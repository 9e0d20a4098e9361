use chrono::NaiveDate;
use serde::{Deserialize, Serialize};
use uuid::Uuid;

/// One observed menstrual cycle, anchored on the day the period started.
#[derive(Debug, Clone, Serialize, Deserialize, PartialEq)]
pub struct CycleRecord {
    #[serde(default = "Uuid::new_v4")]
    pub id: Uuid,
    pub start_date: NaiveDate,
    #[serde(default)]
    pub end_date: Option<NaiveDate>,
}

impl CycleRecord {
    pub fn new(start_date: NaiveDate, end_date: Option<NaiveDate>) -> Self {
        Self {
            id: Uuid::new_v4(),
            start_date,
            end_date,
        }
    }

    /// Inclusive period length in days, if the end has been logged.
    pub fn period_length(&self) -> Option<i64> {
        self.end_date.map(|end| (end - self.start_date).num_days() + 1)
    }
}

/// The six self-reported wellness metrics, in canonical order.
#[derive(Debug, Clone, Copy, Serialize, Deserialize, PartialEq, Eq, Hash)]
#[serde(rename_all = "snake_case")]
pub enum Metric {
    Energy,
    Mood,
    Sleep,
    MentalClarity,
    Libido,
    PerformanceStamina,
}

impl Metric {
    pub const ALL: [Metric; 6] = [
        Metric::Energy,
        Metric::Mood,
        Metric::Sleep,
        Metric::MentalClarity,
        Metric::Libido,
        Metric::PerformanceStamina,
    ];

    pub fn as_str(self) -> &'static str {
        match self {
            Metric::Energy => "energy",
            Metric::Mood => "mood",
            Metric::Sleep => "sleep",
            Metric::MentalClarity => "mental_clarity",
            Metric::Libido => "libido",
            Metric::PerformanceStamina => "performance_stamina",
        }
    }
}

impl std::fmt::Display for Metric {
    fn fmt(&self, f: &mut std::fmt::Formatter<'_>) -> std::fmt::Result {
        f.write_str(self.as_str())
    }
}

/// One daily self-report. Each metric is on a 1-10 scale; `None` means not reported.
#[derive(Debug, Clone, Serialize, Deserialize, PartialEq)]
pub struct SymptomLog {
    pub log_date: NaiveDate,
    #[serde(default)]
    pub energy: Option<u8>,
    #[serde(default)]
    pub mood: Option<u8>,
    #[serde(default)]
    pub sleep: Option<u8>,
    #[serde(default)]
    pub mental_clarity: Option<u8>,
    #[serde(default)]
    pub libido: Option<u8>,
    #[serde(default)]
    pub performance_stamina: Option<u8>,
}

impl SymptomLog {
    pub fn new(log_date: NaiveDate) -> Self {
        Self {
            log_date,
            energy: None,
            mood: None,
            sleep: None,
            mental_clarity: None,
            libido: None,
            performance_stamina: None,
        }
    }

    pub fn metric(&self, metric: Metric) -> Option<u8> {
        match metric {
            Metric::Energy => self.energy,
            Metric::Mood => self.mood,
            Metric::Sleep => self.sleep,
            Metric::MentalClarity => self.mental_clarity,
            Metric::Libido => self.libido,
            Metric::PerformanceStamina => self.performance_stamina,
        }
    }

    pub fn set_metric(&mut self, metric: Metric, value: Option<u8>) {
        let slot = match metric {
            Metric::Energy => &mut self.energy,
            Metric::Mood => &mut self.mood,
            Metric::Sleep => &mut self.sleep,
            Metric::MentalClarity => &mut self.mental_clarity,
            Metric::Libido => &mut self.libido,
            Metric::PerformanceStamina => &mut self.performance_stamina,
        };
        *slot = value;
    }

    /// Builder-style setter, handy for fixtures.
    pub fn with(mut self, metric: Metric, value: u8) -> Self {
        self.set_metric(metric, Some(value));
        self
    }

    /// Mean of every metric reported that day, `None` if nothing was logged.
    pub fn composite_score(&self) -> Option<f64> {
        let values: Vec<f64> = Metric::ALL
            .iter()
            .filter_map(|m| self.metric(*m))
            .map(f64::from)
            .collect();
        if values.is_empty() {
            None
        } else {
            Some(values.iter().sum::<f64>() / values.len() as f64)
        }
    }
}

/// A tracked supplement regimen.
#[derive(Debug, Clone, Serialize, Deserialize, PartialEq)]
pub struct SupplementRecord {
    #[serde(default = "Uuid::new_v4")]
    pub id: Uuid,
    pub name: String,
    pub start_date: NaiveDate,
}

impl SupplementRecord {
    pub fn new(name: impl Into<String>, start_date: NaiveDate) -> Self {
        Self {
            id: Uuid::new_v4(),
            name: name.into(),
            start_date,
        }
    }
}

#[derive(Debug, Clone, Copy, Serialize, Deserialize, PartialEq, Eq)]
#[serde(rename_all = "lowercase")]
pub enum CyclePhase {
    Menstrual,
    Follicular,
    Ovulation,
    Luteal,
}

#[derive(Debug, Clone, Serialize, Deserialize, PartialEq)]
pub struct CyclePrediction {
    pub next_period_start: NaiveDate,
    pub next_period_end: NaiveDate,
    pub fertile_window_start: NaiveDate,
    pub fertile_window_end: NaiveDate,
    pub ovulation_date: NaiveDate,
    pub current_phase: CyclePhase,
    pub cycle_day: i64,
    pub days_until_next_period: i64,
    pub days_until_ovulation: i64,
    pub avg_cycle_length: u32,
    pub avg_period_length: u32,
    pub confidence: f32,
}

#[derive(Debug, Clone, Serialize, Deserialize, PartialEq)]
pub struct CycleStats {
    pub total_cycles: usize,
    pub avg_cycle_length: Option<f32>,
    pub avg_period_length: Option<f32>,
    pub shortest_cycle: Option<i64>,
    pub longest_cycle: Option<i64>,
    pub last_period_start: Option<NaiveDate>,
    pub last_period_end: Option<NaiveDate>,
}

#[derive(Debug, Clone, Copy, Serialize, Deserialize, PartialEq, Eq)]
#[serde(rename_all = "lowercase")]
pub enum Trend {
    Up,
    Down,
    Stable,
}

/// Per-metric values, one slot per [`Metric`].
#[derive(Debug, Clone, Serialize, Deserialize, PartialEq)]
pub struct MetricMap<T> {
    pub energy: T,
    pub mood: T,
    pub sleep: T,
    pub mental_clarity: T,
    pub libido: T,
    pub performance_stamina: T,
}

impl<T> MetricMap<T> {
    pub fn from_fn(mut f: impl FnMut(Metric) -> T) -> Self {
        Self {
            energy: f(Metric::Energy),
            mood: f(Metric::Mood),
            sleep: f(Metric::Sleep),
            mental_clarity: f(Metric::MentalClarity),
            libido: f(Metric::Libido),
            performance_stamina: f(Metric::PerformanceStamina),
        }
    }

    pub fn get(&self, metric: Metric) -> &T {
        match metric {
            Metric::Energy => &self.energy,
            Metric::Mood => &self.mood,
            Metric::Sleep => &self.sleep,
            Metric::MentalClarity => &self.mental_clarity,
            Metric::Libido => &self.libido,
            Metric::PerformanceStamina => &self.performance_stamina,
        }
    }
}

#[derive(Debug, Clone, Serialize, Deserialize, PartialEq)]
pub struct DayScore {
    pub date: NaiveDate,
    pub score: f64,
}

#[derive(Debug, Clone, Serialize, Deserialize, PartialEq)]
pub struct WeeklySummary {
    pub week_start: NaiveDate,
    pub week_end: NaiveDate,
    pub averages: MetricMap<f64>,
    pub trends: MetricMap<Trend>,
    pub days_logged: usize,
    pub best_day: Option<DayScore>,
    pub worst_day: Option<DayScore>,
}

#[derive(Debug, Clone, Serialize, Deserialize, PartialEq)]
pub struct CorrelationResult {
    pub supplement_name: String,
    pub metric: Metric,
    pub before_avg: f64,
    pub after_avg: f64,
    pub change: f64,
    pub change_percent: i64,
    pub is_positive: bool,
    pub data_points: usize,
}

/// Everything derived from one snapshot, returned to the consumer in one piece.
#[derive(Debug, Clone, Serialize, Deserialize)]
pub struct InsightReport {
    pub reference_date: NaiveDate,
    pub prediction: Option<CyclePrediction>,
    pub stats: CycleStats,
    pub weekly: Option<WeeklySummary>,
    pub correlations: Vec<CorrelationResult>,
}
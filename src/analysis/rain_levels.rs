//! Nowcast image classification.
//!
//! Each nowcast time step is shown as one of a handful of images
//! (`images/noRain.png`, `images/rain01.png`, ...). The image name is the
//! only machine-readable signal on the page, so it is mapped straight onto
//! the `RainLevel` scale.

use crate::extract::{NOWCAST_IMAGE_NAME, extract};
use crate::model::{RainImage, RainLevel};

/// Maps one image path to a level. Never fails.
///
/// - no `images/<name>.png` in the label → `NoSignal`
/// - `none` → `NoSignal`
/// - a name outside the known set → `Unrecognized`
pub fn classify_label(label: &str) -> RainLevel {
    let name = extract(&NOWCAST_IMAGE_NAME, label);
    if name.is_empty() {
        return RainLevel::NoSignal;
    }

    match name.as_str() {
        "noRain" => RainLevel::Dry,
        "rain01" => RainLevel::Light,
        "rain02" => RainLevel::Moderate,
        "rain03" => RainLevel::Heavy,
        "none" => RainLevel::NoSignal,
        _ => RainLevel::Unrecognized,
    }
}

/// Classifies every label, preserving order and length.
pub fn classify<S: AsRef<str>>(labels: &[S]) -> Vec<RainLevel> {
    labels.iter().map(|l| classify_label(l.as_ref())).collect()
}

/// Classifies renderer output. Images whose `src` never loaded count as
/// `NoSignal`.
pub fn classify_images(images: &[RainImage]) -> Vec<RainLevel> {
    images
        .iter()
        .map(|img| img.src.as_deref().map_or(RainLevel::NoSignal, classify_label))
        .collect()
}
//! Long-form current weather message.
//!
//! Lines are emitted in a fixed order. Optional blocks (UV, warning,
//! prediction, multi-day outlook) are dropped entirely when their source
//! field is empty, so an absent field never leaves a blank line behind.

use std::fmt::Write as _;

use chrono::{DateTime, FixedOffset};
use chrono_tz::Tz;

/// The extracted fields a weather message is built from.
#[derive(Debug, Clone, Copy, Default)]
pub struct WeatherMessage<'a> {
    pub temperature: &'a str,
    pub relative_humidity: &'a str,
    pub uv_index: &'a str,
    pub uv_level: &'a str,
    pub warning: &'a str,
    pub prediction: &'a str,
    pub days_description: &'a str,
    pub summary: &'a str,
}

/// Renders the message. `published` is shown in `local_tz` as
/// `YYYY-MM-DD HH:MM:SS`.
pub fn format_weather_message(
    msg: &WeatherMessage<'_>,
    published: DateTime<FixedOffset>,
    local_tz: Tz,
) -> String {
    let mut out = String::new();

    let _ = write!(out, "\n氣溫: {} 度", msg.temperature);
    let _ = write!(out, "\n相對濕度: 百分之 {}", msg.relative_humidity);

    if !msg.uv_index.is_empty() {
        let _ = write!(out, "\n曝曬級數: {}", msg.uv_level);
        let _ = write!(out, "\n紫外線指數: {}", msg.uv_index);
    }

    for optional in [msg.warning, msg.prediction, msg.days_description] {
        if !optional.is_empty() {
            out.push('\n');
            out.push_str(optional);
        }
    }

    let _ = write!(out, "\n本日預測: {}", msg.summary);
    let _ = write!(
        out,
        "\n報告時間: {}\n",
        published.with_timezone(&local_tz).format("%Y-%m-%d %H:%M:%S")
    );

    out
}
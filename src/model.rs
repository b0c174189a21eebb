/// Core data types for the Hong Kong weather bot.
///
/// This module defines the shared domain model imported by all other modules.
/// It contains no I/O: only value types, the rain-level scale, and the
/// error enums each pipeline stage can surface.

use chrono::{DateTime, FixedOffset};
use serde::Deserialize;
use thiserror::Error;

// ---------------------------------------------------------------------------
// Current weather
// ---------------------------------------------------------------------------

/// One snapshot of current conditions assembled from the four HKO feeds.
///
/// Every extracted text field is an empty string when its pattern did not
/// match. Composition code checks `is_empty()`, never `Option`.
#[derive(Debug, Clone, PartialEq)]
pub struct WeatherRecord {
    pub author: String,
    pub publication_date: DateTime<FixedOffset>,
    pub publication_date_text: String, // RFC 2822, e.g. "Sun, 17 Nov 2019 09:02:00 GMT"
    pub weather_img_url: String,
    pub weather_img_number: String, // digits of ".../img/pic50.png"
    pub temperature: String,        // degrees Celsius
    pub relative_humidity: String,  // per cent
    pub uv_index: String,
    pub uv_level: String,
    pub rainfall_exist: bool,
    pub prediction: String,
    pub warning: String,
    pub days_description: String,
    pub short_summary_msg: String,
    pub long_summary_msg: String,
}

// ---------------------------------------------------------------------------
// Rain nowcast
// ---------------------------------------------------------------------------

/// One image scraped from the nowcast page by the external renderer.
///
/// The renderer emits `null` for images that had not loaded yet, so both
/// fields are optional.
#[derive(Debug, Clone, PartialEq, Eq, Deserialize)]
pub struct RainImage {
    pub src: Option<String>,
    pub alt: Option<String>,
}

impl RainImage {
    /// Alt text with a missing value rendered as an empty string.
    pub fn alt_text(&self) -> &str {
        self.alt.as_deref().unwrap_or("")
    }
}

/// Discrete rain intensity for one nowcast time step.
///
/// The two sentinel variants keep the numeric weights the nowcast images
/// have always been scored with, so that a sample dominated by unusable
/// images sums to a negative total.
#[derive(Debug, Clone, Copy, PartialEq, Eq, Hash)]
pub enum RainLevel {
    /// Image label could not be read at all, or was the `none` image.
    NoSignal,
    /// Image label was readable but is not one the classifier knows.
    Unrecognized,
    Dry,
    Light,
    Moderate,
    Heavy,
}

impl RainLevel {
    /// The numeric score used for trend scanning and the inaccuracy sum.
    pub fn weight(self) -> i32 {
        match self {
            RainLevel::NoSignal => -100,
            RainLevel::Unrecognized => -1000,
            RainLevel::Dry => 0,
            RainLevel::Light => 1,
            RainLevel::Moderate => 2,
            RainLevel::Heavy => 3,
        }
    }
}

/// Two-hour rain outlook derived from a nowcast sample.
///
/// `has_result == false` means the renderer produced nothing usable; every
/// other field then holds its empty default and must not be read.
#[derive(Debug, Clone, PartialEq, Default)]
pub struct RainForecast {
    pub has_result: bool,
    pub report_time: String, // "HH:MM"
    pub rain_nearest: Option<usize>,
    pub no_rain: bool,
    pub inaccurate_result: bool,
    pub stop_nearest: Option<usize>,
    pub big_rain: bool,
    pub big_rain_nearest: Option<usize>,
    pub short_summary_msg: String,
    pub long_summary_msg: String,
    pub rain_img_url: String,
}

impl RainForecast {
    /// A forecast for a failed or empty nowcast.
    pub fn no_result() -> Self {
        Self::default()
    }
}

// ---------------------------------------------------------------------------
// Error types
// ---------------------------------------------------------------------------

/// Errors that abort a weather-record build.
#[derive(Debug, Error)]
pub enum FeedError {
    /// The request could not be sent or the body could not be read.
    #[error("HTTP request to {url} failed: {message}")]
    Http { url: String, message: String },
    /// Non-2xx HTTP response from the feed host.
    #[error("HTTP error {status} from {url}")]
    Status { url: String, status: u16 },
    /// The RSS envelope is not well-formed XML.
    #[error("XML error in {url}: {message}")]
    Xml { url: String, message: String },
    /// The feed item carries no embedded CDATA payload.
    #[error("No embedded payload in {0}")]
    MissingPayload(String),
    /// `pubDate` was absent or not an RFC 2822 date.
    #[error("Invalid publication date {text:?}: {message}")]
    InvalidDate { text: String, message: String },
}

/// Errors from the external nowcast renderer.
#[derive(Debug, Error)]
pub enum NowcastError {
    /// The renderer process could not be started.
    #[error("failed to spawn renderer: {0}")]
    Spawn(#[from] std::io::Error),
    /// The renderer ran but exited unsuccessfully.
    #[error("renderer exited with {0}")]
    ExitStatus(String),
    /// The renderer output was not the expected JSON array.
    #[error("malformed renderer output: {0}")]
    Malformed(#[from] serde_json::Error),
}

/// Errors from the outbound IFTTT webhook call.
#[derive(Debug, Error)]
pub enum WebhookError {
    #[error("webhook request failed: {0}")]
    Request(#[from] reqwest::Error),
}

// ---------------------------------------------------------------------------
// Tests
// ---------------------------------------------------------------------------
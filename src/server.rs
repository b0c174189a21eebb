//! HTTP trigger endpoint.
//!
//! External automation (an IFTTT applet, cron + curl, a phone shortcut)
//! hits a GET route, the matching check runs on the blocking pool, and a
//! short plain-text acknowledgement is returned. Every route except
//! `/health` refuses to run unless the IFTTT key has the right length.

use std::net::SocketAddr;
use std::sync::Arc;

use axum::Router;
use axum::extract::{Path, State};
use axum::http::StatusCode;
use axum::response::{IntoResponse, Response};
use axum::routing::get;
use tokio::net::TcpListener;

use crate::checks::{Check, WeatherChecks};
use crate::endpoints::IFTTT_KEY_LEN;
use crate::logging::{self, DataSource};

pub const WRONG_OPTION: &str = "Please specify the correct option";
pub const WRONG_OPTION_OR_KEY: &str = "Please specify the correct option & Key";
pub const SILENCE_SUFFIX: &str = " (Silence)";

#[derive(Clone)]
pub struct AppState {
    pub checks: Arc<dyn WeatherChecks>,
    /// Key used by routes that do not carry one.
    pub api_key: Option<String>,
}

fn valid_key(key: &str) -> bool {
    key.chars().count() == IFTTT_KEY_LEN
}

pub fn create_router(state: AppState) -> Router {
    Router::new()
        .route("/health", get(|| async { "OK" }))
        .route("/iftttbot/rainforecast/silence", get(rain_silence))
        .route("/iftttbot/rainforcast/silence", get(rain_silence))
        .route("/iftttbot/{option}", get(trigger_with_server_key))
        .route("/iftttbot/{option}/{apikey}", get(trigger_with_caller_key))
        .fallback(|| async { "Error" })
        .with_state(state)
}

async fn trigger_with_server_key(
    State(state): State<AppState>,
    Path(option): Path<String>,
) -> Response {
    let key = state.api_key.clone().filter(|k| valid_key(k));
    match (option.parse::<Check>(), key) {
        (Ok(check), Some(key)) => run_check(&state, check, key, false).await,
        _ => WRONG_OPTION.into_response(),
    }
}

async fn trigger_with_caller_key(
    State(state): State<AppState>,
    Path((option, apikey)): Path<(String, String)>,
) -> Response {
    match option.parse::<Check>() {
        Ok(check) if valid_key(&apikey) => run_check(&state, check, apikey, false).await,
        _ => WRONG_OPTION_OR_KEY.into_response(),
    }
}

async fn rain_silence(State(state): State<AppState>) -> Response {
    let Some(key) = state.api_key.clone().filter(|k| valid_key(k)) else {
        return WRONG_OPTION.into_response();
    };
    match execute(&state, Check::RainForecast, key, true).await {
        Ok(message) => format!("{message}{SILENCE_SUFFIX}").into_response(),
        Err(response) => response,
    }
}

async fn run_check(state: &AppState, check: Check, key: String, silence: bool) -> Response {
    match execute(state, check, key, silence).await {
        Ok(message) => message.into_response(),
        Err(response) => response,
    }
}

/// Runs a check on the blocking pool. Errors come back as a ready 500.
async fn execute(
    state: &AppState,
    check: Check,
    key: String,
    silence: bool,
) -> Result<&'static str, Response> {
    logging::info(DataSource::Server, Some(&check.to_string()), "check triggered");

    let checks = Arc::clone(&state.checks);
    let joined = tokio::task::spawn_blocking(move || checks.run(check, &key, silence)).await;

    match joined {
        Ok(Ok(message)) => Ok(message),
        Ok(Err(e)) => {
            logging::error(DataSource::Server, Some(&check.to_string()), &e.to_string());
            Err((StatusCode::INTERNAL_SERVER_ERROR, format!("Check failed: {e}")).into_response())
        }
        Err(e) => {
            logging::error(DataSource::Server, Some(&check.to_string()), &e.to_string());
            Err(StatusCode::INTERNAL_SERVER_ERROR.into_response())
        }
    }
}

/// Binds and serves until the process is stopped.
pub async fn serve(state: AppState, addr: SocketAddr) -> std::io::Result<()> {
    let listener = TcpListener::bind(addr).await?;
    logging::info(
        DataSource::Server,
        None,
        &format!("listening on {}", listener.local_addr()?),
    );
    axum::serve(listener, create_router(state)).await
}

TASK TO COMPLETE - Search the records for the word "process" and copy out every line that holds it.

EXERCISE RESPONSE -
    /// The renderer process could not be started.
/// Binds and serves until the process is stopped.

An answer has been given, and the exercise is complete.